Publication Abstract from PubMed
There is a significant need for new therapeutics to treat infections caused by the biodefense agent Bacillus anthracis. In pursuit of drug discovery against this organism, we have developed novel propargyl-linked inhibitors that target the essential enzyme dihydrofolate reductase (DHFR) from B. anthracis. Previously, we reported an initial series of these inhibitors and a high-resolution crystal structure of the ternary complex of the enzyme bound to its cofactor and one of the most potent inhibitors, UCP120B [Beierlein, J., Frey, K., Bolstad, D., Pelphrey, P., Joska, T., Smith, A., Priestley, N., Wright, D., and Anderson, A. (2008) J. Med.
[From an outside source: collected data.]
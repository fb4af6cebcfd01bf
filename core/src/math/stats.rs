pub struct StatsHelper;

impl StatsHelper {
    /// Arithmetic mean; NaN for an empty slice.
    pub fn mean(samples: &[f64]) -> f64 {
        if samples.is_empty() {
            return f64::NAN;
        }
        samples.iter().sum::<f64>() / samples.len() as f64
    }

    /// Mean over the non-NaN values only; NaN when none is present.
    pub fn nan_mean<I>(samples: I) -> f64
    where
        I: IntoIterator<Item = f64>,
    {
        let (sum, count) = samples
            .into_iter()
            .filter(|v| !v.is_nan())
            .fold((0.0, 0usize), |(sum, count), v| (sum + v, count + 1));
        if count == 0 {
            f64::NAN
        } else {
            sum / count as f64
        }
    }

    /// Sample standard deviation (n - 1 denominator); NaN below two samples.
    pub fn sample_std(samples: &[f64]) -> f64 {
        if samples.len() < 2 {
            return f64::NAN;
        }
        let mean = Self::mean(samples);
        let sum_sq: f64 = samples.iter().map(|&v| (v - mean) * (v - mean)).sum();
        (sum_sq / (samples.len() - 1) as f64).sqrt()
    }

    /// Quantile of ascending `sorted` data with linear interpolation between
    /// closest ranks.
    pub fn quantile(sorted: &[f64], q: f64) -> Option<f64> {
        if sorted.is_empty() || !(0.0..=1.0).contains(&q) {
            return None;
        }
        let position = (sorted.len() - 1) as f64 * q;
        let lower = position.floor() as usize;
        let upper = position.ceil() as usize;
        let fraction = position - lower as f64;
        Some(sorted[lower] + (sorted[upper] - sorted[lower]) * fraction)
    }
}
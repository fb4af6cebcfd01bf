use crate::plots::backend::FontSafeBackend;
use crate::plots::model::{
    extent, format_day, pad_range, CombinedPlot, MapPlot, PanelLayout, TimeSeries,
};
use crate::plots::palette::ColorScale;
use anyhow::{Context, Result};
use plotters::coord::Shift;
use plotters::prelude::*;
use std::path::Path;

const BEFORE_COLOR: RGBColor = RGBColor(214, 39, 40);
const AFTER_COLOR: RGBColor = RGBColor(31, 119, 180);
const GNSS_COLOR: RGBColor = RGBColor(44, 160, 44);
const COLORBAR_WIDTH: u32 = 120;
const COLORBAR_STEPS: usize = 64;

pub fn render_combined(path: &Path, plot: &CombinedPlot) -> Result<()> {
    let root = FontSafeBackend::new(BitMapBackend::new(path, (1200, 1000))).into_drawing_area();
    draw_combined(root, plot).with_context(|| format!("rendering {}", path.display()))
}

pub fn render_map(path: &Path, plot: &MapPlot) -> Result<()> {
    let size = match plot.layout {
        PanelLayout::Stacked => (1400, 1000 * plot.panels.len().max(1) as u32),
        PanelLayout::SideBySide => (800 * plot.panels.len().max(1) as u32, 800),
    };
    let root = FontSafeBackend::new(BitMapBackend::new(path, size)).into_drawing_area();
    draw_map(root, plot).with_context(|| format!("rendering {}", path.display()))
}

fn draw_combined<DB>(root: DrawingArea<DB, Shift>, plot: &CombinedPlot) -> Result<()>
where
    DB: DrawingBackend,
    DB::ErrorType: 'static,
{
    root.fill(&WHITE)?;
    let subtitle = plot
        .date_range()
        .map(|(start, end)| format!("Date Range: {} to {}", start, end))
        .unwrap_or_default();
    let body = root.titled(&subtitle, ("sans-serif", 16))?;
    let x_range = plot.x_range().map(|r| pad_range(r, 0.02)).unwrap_or((0.0, 1.0));

    let (upper, lower) = body.split_vertically(body.dim_in_pixel().1 / 2);
    let mut top = Vec::new();
    if let Some(before) = plot.before.as_ref() {
        top.push((before, BEFORE_COLOR));
    }
    draw_time_panel(
        &upper,
        &format!("InSAR Time Series Before Alignment - Station {}", plot.station),
        &top,
        x_range,
    )?;

    let mut bottom = Vec::new();
    if let Some(after) = plot.after.as_ref() {
        bottom.push((after, AFTER_COLOR));
    }
    if let Some(gnss) = plot.gnss.as_ref() {
        bottom.push((gnss, GNSS_COLOR));
    }
    draw_time_panel(
        &lower,
        &format!(
            "Combined InSAR After Alignment and GNSS LOS - Station {}",
            plot.station
        ),
        &bottom,
        x_range,
    )?;

    root.present()?;
    Ok(())
}

fn draw_time_panel<DB>(
    area: &DrawingArea<DB, Shift>,
    title: &str,
    series: &[(&TimeSeries, RGBColor)],
    x_range: (f64, f64),
) -> Result<()>
where
    DB: DrawingBackend,
    DB::ErrorType: 'static,
{
    let y_range = extent(
        series
            .iter()
            .flat_map(|(s, _)| s.samples.iter().chain(&s.trend_line).map(|p| p.1)),
    )
    .map(|r| pad_range(r, 0.08))
    .unwrap_or((-1.0, 1.0));

    let mut chart = ChartBuilder::on(area)
        .caption(title, ("sans-serif", 20))
        .margin(15)
        .set_label_area_size(LabelAreaPosition::Left, 70)
        .set_label_area_size(LabelAreaPosition::Bottom, 55)
        .build_cartesian_2d(x_range.0..x_range.1, y_range.0..y_range.1)?;

    chart
        .configure_mesh()
        .x_labels(8)
        .x_label_formatter(&|v: &f64| format_day(*v))
        .y_label_formatter(&|v: &f64| format!("{:.1}", v))
        .x_desc("TIME (YYYY-MM-DD)")
        .y_desc("Displacement (mm)")
        .draw()?;

    for &(ts, color) in series {
        chart
            .draw_series(
                ts.samples
                    .iter()
                    .map(|&(x, y)| Circle::new((x, y), 3, color.filled())),
            )?
            .label(ts.label.as_str())
            .legend(move |(x, y)| Circle::new((x + 10, y), 3, color.filled()));

        if let (false, Some(slope)) = (ts.trend_line.is_empty(), ts.slope) {
            chart
                .draw_series(LineSeries::new(
                    ts.trend_line.iter().copied(),
                    color.stroke_width(3),
                ))?
                .label(format!("{} Trend (Slope: {:.5} mm/year)", ts.label, slope))
                .legend(move |(x, y)| {
                    PathElement::new(vec![(x, y), (x + 20, y)], color.stroke_width(3))
                });
        }
    }

    if !series.is_empty() {
        chart
            .configure_series_labels()
            .position(SeriesLabelPosition::UpperLeft)
            .background_style(WHITE.mix(0.85))
            .border_style(BLACK)
            .draw()?;
    }
    Ok(())
}

fn draw_map<DB>(root: DrawingArea<DB, Shift>, plot: &MapPlot) -> Result<()>
where
    DB: DrawingBackend,
    DB::ErrorType: 'static,
{
    root.fill(&WHITE)?;
    let body = root.titled(&plot.title, ("sans-serif", 28))?;
    let panels = plot.panels.len().max(1);
    let areas = match plot.layout {
        PanelLayout::Stacked => body.split_evenly((panels, 1)),
        PanelLayout::SideBySide => body.split_evenly((1, panels)),
    };
    let ((lon0, lon1), (lat0, lat1)) = plot.extent();

    for (area, panel) in areas.iter().zip(&plot.panels) {
        let width = area.dim_in_pixel().0;
        let (main, bar) = area.split_horizontally(width.saturating_sub(COLORBAR_WIDTH));

        let mut chart = ChartBuilder::on(&main)
            .caption(&panel.title, ("sans-serif", 22))
            .margin(15)
            .set_label_area_size(LabelAreaPosition::Left, 80)
            .set_label_area_size(LabelAreaPosition::Bottom, 55)
            .build_cartesian_2d(lon0..lon1, lat0..lat1)?;
        chart
            .configure_mesh()
            .x_label_formatter(&|v: &f64| format!("{:.3}", v))
            .y_label_formatter(&|v: &f64| format!("{:.3}", v))
            .x_desc("Longitude (decimal degrees)")
            .y_desc("Latitude (decimal degrees)")
            .draw()?;

        let size = plot.point_size;
        chart.draw_series(panel.points.iter().map(|&(lon, lat, value)| {
            Circle::new((lon, lat), size, panel.scale.color(value).mix(0.7).filled())
        }))?;

        for marker in &plot.stations {
            let at = (marker.longitude, marker.latitude);
            chart.draw_series(std::iter::once(TriangleMarker::new(at, 9, BLACK.filled())))?;
            chart.draw_series(std::iter::once(Text::new(
                marker.name.clone(),
                at,
                ("sans-serif", 14).into_font(),
            )))?;
        }

        draw_colorbar(&bar, &panel.scale, &panel.colorbar_label)?;
    }

    root.present()?;
    Ok(())
}

fn draw_colorbar<DB>(area: &DrawingArea<DB, Shift>, scale: &ColorScale, label: &str) -> Result<()>
where
    DB: DrawingBackend,
    DB::ErrorType: 'static,
{
    let mut chart = ChartBuilder::on(area)
        .margin_top(60)
        .margin_bottom(70)
        .margin_right(10)
        .set_label_area_size(LabelAreaPosition::Right, 70)
        .build_cartesian_2d(0.0..1.0, scale.min..scale.max)?;
    chart
        .configure_mesh()
        .disable_x_mesh()
        .disable_y_mesh()
        .disable_x_axis()
        .y_label_formatter(&|v: &f64| format!("{:.1}", v))
        .y_desc(label)
        .draw()?;

    let step = (scale.max - scale.min) / COLORBAR_STEPS as f64;
    chart.draw_series((0..COLORBAR_STEPS).map(|i| {
        let lo = scale.min + step * i as f64;
        Rectangle::new(
            [(0.0, lo), (1.0, lo + step)],
            scale.color(lo + step / 2.0).filled(),
        )
    }))?;
    Ok(())
}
Chem. 51, 7532-7540]. Herein, we describe a three-dimensional solution structure of the ternary complex as determined by NMR. A comparison of this solution structure to the crystal structure reveals a general conservation of the DHFR fold and cofactor interactions as well as differences in the location of an active site helix and specific ligand interactions. In addition to data for the fully assigned ternary complex, data for the binary (enzyme-cofactor) complex were collected, providing chemical shift comparisons and revealing perturbations in residues that accommodate ligand binding. Dynamics of the protein, measured using (15)N T(1) and T(2) relaxation times and {(1)H}-(15)N heteronuclear NOEs, reveal residue flexibility at the active site that explains enzyme inhibition and structure-activity relationships for two different series of these propargyl-linked inhibitors. The information obtained from the solution structure regarding active site flexibility will be especially valuable in the design of inhibitors with increased potency.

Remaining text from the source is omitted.